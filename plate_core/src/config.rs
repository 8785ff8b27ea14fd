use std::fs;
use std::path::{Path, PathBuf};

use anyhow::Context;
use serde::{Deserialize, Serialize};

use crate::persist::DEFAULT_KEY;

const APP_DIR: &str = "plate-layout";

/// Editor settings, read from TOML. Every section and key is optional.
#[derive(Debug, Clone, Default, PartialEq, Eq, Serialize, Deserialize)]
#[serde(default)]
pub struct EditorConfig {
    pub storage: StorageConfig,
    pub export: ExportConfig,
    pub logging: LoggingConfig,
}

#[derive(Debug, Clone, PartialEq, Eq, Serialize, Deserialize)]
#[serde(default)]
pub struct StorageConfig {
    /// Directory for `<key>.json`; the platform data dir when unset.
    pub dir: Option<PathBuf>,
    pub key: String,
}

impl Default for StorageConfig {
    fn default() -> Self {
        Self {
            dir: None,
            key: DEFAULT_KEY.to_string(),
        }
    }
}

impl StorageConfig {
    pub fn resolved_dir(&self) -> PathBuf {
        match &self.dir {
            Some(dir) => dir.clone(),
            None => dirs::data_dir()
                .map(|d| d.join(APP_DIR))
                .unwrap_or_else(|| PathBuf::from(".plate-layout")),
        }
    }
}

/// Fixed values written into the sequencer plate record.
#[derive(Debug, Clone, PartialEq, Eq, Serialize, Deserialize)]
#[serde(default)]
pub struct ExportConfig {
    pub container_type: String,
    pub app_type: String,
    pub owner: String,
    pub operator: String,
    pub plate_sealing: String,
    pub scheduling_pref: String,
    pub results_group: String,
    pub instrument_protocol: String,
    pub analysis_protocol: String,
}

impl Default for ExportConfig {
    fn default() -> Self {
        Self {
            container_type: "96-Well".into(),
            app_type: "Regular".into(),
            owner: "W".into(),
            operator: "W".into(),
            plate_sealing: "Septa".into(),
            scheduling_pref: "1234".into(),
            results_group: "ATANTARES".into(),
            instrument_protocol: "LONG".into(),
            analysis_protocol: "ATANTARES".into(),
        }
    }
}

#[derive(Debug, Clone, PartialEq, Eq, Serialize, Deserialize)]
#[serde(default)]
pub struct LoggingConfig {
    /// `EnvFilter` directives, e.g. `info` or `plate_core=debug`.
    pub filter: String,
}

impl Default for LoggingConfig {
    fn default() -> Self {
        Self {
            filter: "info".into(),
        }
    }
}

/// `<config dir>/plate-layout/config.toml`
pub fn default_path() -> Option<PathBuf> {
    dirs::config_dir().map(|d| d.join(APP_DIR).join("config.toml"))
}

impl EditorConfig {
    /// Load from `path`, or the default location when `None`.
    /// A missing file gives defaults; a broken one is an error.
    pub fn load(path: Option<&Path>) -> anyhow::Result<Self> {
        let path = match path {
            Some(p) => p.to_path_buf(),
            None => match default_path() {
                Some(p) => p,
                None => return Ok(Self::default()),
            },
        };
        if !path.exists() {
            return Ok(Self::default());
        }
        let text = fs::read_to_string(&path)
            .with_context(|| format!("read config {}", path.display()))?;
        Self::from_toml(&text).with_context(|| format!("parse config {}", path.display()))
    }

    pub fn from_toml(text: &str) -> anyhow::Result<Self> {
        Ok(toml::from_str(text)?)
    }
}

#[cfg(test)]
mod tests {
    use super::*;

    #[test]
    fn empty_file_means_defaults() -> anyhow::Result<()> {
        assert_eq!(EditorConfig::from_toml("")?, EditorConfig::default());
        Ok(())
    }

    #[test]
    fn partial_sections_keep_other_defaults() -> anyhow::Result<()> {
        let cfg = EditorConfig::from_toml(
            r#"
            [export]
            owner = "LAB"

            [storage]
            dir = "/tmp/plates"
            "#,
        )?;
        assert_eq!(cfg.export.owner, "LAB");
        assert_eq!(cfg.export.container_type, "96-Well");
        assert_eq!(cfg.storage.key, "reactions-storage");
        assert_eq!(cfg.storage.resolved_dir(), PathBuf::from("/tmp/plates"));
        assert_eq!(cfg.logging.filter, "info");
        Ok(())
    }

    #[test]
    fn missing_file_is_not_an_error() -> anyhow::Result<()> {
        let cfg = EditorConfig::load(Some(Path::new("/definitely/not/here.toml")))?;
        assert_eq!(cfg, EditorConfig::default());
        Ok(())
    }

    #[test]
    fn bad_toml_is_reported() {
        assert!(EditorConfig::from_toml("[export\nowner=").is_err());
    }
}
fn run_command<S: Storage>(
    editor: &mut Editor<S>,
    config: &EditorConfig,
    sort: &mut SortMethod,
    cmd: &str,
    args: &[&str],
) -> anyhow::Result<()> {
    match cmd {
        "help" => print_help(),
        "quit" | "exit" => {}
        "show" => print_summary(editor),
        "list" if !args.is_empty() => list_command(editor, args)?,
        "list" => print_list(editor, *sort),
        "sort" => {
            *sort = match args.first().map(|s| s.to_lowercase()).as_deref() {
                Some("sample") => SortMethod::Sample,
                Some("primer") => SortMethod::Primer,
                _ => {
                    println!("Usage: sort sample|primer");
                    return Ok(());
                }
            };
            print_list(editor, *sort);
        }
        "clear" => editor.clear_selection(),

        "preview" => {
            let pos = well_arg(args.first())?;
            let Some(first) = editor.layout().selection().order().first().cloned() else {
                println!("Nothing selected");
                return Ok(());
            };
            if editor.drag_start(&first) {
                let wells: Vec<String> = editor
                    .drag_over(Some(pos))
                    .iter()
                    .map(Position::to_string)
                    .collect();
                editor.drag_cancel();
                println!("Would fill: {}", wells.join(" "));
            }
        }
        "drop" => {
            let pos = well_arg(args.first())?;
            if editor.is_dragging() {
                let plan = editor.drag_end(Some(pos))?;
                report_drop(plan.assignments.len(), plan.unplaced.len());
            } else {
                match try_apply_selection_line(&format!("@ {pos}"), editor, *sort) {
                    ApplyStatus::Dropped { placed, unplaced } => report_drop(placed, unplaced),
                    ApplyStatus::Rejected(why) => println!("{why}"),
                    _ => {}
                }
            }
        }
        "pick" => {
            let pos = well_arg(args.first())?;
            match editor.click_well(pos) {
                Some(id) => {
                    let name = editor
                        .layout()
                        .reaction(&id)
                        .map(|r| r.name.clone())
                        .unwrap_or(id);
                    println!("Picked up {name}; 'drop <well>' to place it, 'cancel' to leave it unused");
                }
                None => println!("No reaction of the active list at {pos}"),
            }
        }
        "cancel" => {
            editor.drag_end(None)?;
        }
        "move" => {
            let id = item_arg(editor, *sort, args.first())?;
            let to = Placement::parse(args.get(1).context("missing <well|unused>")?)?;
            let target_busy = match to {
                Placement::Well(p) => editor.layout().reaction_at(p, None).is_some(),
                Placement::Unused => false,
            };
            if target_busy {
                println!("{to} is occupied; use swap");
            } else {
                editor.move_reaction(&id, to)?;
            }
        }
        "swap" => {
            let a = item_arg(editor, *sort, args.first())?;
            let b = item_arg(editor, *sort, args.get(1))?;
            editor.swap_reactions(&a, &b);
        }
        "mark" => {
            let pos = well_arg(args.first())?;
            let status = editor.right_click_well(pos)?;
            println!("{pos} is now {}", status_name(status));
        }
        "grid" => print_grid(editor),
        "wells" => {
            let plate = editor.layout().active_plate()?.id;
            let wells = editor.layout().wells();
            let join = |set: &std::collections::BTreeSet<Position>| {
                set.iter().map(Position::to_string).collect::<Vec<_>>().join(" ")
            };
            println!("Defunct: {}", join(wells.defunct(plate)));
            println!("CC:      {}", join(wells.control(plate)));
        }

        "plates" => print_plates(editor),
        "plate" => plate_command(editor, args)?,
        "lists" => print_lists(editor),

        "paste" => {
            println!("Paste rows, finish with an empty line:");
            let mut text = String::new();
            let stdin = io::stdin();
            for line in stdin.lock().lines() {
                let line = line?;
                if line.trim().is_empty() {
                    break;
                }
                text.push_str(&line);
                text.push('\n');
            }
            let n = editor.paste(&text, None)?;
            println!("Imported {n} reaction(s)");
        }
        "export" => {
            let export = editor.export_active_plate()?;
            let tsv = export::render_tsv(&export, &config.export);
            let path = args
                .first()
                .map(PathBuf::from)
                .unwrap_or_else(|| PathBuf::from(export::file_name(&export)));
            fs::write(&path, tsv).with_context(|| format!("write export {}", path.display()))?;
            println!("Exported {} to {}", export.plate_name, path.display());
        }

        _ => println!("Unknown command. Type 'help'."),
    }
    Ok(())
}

# EXERCISE DETAILS
Where a line of the data contains "StorageConfig", copy that line.

# SOLVED EXERCISE
    pub storage: StorageConfig,
pub struct StorageConfig {
impl Default for StorageConfig {
impl StorageConfig {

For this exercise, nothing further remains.